Sen. Mike Rounds (R-S.D.), member of the Senate Armed Services Committee (SASC), on May 10 introduced the Cyber Act of War Act of 2016 to require the presidential administration to develop a policy to determine whether particular cyber attacks constitute an act of war.
“Cyber-attacks on our critical infrastructure are capable of impacting our entire economy and causing significant destruction. This legislation would require the executive branch to define which of these actions constitute a cyber act of war, which would allow our military to be better able to respond to cyber-attacks and deter bad actors from attempting to attack us in the first place,” Rounds said in a statement.
The act would require that in developing the policy for determining when an action in cyberspace rises to the level of an act of war on the U.S. the administration must consider two core issues: the ways in which the effects of an attack may be equivalent to a conventional weapons attack and intangible effects of significant scope, intensity, or duration.
The bill also requires the Defense Department to include the developed definition in its Law of War Manual.
Rounds highlighted in the bill announcement that he earlier raised the issue at a February SASC hearing with Director of National Intelligence James Clapper and Director of the Defense Intelligence Agency Marine Lt. Gen. Vincent Stewart, first asking what amounts to an act of war in the cyber realm.
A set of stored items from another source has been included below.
//! Opus decoder wrapper

use opus::{Channels, Decoder};

use crate::config::StreamConfig;
use crate::error::CodecError;

/// Opus decoder producing interleaved i16 PCM
pub struct OpusDecoder {
    decoder: Decoder,
    channels: u16,
    /// Decoding buffer sized for the maximum 120 ms Opus frame
    decode_buffer: Vec<i16>,
    frames_decoded: u64,
    frames_lost: u64,
}

impl OpusDecoder {
    pub fn new(config: StreamConfig) -> Result<Self, CodecError> {
        let channels = match config.channels {
            1 => Channels::Mono,
            2 => Channels::Stereo,
            n => {
                return Err(CodecError::DecoderInit(format!(
                    "Unsupported channel count: {}",
                    n
                )))
            }
        };

        let decoder = Decoder::new(config.sample_rate, channels)
            .map_err(|e| CodecError::DecoderInit(e.to_string()))?;

        let decode_buffer =
            vec![0i16; config.sample_rate as usize * config.channels as usize * 120 / 1000];

        Ok(Self {
            decoder,
            channels: config.channels,
            decode_buffer,
            frames_decoded: 0,
            frames_lost: 0,
        })
    }

    /// Decode one Opus packet to interleaved samples
    pub fn decode(&mut self, data: &[u8]) -> Result<Vec<i16>, CodecError> {
        let samples = self
            .decoder
            .decode(data, &mut self.decode_buffer, false)
            .map_err(|e| CodecError::DecodingFailed(e.to_string()))?;

        self.frames_decoded += 1;
        Ok(self.decode_buffer[..samples * self.channels as usize].to_vec())
    }

    /// Conceal a lost packet
    pub fn decode_plc(&mut self) -> Result<Vec<i16>, CodecError> {
        let samples = self
            .decoder
            .decode(&[], &mut self.decode_buffer, false)
            .map_err(|e| CodecError::DecodingFailed(e.to_string()))?;

        self.frames_lost += 1;
        Ok(self.decode_buffer[..samples * self.channels as usize].to_vec())
    }

    pub fn channels(&self) -> u16 {
        self.channels
    }

    pub fn stats(&self) -> DecoderStats {
        DecoderStats {
            frames_decoded: self.frames_decoded,
            frames_lost: self.frames_lost,
        }
    }
}

/// Decoder statistics
#[derive(Debug, Clone, Copy)]
pub struct DecoderStats {
    pub frames_decoded: u64,
    pub frames_lost: u64,
}

#[cfg(test)]
mod tests {
    use super::*;
    use crate::codec::OpusEncoder;

    #[test]
    fn encode_decode_roundtrip() {
        let config = StreamConfig::music();
        let mut encoder = OpusEncoder::music(config).unwrap();
        let mut decoder = OpusDecoder::new(config).unwrap();

        // 440 Hz sine
        let mut samples = Vec::with_capacity(config.samples_per_frame());
        for i in 0..config.frame_size {
            let t = i as f32 / config.sample_rate as f32;
            let v = ((t * 440.0 * 2.0 * std::f32::consts::PI).sin() * 16000.0) as i16;
            samples.push(v);
            samples.push(v);
        }

        let encoded = encoder.encode(&samples).unwrap();
        let decoded = decoder.decode(&encoded).unwrap();
        assert_eq!(decoded.len(), config.samples_per_frame());
    }

    #[test]
    fn plc_counts_loss() {
        let mut decoder = OpusDecoder::new(StreamConfig::voice()).unwrap();
        assert!(decoder.decode_plc().is_ok());
        assert_eq!(decoder.stats().frames_lost, 1);
    }
}
impl Broadcaster {
    pub fn new(config: BroadcasterConfig) -> Result<Self> {
        if config.callsign.is_empty() {
            return Err(ConfigError::MissingCallsign.into());
        }
        if config.callsign.len() > 16 {
            return Err(ConfigError::CallsignTooLong(config.callsign.len()).into());
        }

        let transport = Transport::new(config.port)?;
        let source = config
            .source
            .unwrap_or_else(|| AudioSource::microphone(config.audio));

        let group = if config.group.is_empty() {
            "default".to_string()
        } else {
            config.group
        };
        let priority = ChannelRegistry::new().priority_for_group(&group);

        Ok(Self {
            callsign: config.callsign,
            address: config.address,
            group,
            priority,
            audio: config.audio,
            transport: Arc::new(transport),
            manager: Arc::new(SubscriptionManager::new()),
            source: Mutex::new(Some(source)),
            running: Arc::new(AtomicBool::new(false)),
            sequence: Arc::new(AtomicU8::new(0)),
            frames_sent: Arc::new(AtomicU64::new(0)),
            stop_tx: Mutex::new(None),
            threads: Mutex::new(Vec::new()),
        })
    }

    /// Start transport, audio source and the three engine loops
    pub fn start(&self) -> Result<()> {
        if self.running.swap(true, Ordering::SeqCst) {
            return Err(StateError::AlreadyRunning("broadcaster").into());
        }

        let mut source = self
            .source
            .lock()
            .unwrap()
            .take()
            .ok_or(StateError::AlreadyRunning("broadcaster"))?;

        if let Err(e) = self.transport.start() {
            self.running.store(false, Ordering::SeqCst);
            *self.source.lock().unwrap() = Some(source);
            return Err(e.into());
        }
        if let Err(e) = source.start() {
            self.running.store(false, Ordering::SeqCst);
            self.transport.stop();
            *self.source.lock().unwrap() = Some(source);
            return Err(e.into());
        }

        self.manager.register_broadcaster(
            &self.group,
            BroadcastMember::new(
                self.address,
                self.transport.local_port(),
                self.callsign.clone(),
            ),
        );
        info!(
            group = %self.group,
            priority = %self.priority,
            port = self.transport.local_port(),
            "broadcaster registered"
        );

        let (stop_tx, stop_rx) = bounded::<()>(0);
        *self.stop_tx.lock().unwrap() = Some(stop_tx);

        let mut threads = self.threads.lock().unwrap();
        threads.push(self.spawn_broadcast_loop(source)?);
        threads.push(self.spawn_intake()?);
        threads.push(self.spawn_pruner(stop_rx)?);

        Ok(())
    }

    /// Stop all loops, the audio source and the transport
    pub fn stop(&self) {
        if !self.running.swap(false, Ordering::SeqCst) {
            return;
        }

        self.stop_tx.lock().unwrap().take();
        self.transport.stop();
        self.manager
            .unregister_broadcaster(&self.group, self.address);

        for handle in self.threads.lock().unwrap().drain(..) {
            let _ = handle.join();
        }
        info!(group = %self.group, "broadcaster stopped");
    }

    pub fn is_running(&self) -> bool {
        self.running.load(Ordering::SeqCst)
    }

    pub fn callsign(&self) -> &str {
        &self.callsign
    }

    pub fn address(&self) -> Ipv6Addr {
        self.address
    }

    pub fn priority(&self) -> Priority {
        self.priority
    }

    /// Actual bound port (differs from the configured one when it was 0)
    pub fn local_port(&self) -> u16 {
        self.transport.local_port()
    }

    /// Frames handed to the fan-out so far
    pub fn frames_sent(&self) -> u64 {
        self.frames_sent.load(Ordering::Relaxed)
    }

    pub fn manager(&self) -> Arc<SubscriptionManager> {
        self.manager.clone()
    }

    fn spawn_broadcast_loop(&self, mut source: AudioSource) -> Result<JoinHandle<()>> {
        let running = self.running.clone();
        let sequence = self.sequence.clone();
        let frames_sent = self.frames_sent.clone();
        let transport = self.transport.clone();
        let manager = self.manager.clone();
        let group = self.group.clone();
        let callsign = self.callsign.clone();
        let address = self.address;
        let priority = self.priority;
        let audio = self.audio;

        let handle = std::thread::Builder::new()
            .name("broadcast-loop".to_string())
            .spawn(move || {
                let init = if audio.channels == 1 {
                    OpusEncoder::voice(audio)
                } else {
                    OpusEncoder::music(audio)
                };
                let mut encoder = match init {
                    Ok(e) => e,
                    Err(e) => {
                        warn!("encoder init failed, broadcast loop aborted: {}", e);
                        return;
                    }
                };

                let frame_duration = audio.frame_duration();
                let start = Instant::now();
                let mut next_frame = Instant::now() + frame_duration;

                while running.load(Ordering::SeqCst) {
                    let samples = match source.read() {
                        Ok(s) => s,
                        Err(crate::error::AudioError::EndOfStream) => {
                            info!("audio source reached end of stream");
                            break;
                        }
                        Err(e) => {
                            debug!("audio read error, skipping tick: {}", e);
                            std::thread::sleep(frame_duration);
                            continue;
                        }
                    };

                    let encoded = match encoder.encode(&samples) {
                        Ok(data) => data,
                        Err(e) => {
                            warn!("encode error, skipping frame: {}", e);
                            continue;
                        }
                    };

                    let payload = AudioPayload {
                        codec: CodecType::Opus,
                        sample_rate_khz: (audio.sample_rate / 1000) as u8,
                        channels: audio.channels as u8,
                        bitrate_kbps: (audio.bitrate / 1000) as u8,
                        frame_timestamp_ms: start.elapsed().as_millis() as u32,
                        data: encoded.to_vec(),
                    };

                    let mut packet =
                        Packet::new(PacketType::Audio, address, &callsign, payload.marshal());
                    packet.sequence = sequence.fetch_add(1, Ordering::Relaxed);
                    packet.set_priority(priority);

                    // Per-frame snapshot; sends happen outside the lock and
                    // never block or abort the loop
                    let subscribers = manager.subscribers_for_source(&group, address);
                    for subscriber in &subscribers {
                        if let Err(e) = transport.send(&packet, subscriber.addr, subscriber.port) {
                            debug!(
                                callsign = %subscriber.callsign,
                                "send error, subscriber left for pruning: {}", e
                            );
                        }
                    }
                    frames_sent.fetch_add(1, Ordering::Relaxed);

                    if packet.sequence % 50 == 0 {
                        debug!(
                            seq = packet.sequence,
                            listeners = subscribers.len(),
                            "broadcasting"
                        );
                    }

                    let now = Instant::now();
                    if next_frame > now {
                        std::thread::sleep(next_frame - now);
                    }
                    next_frame = next_frame.max(now) + frame_duration;
                }

                source.stop();
            })?;
        Ok(handle)
    }

    fn spawn_intake(&self) -> Result<JoinHandle<()>> {
        let running = self.running.clone();
        let transport = self.transport.clone();
        let manager = self.manager.clone();
        let group = self.group.clone();

        let handle = std::thread::Builder::new()
            .name("subscription-intake".to_string())
            .spawn(move || {
                while running.load(Ordering::SeqCst) {
                    let packet = match transport.receive() {
                        Ok(p) => p,
                        Err(_) => break,
                    };

                    match packet.packet_type {
                        PacketType::Subscribe => handle_subscribe(&manager, &group, &packet),
                        PacketType::Heartbeat => handle_heartbeat(&manager, &packet),
                        PacketType::Unsubscribe => handle_unsubscribe(&manager, &group, &packet),
                        _ => {}
                    }
                }
            })?;
        Ok(handle)
    }

    fn spawn_pruner(&self, stop_rx: Receiver<()>) -> Result<JoinHandle<()>> {
        let running = self.running.clone();
        let manager = self.manager.clone();
        let ticker = tick(PRUNE_INTERVAL);

        let handle = std::thread::Builder::new()
            .name("pruner".to_string())
            .spawn(move || {
                while running.load(Ordering::SeqCst) {
                    select! {
                        recv(ticker) -> _ => {
                            let (subs, bcasters) = manager.prune_stale(PRUNE_TIMEOUT);
                            if subs > 0 || bcasters > 0 {
                                info!(subs, bcasters, "pruned stale entries");
                            }
                        }
                        recv(stop_rx) -> _ => break,
                    }
                }
            })?;
        Ok(handle)
    }
}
“That’s a great question, senator, one that we’ve wrestled with–- a certain extent I guess it’s in the eye of the beholder. And this gets to the whole issue of cyber deterrence and all of those kind of complex questions, but I think that’s a determination that would almost have to be made on a case-by-case basis depending on the impact,” Clapper said.
Rounds said defining an act of war in cyberspace would be helpful.
“I think it would be extremely helpful to have clear definitions of what constitutes a cyber events vs. acts of war. We generally look at cyber events and we define is as an attack. In many cases you can do reconnaissance, you can do espionage, you can do theft in this domain we call cyberspace. But the reaction always is whether it’s an adversary doing reconnaissance an adversary trying to conduct HUMINT [Human Intelligence] operations in this domain, we define it as an attack and I don’t think that’s terribly helpful,” Stewart said.
“So if we can get a much fuller definition of the range of things that occur in cyberspace and then start thinking about the threshold where an attack is catastrophic enough or destructive enough that we define as an act of war, I think that would be extremely useful,” Stewart added.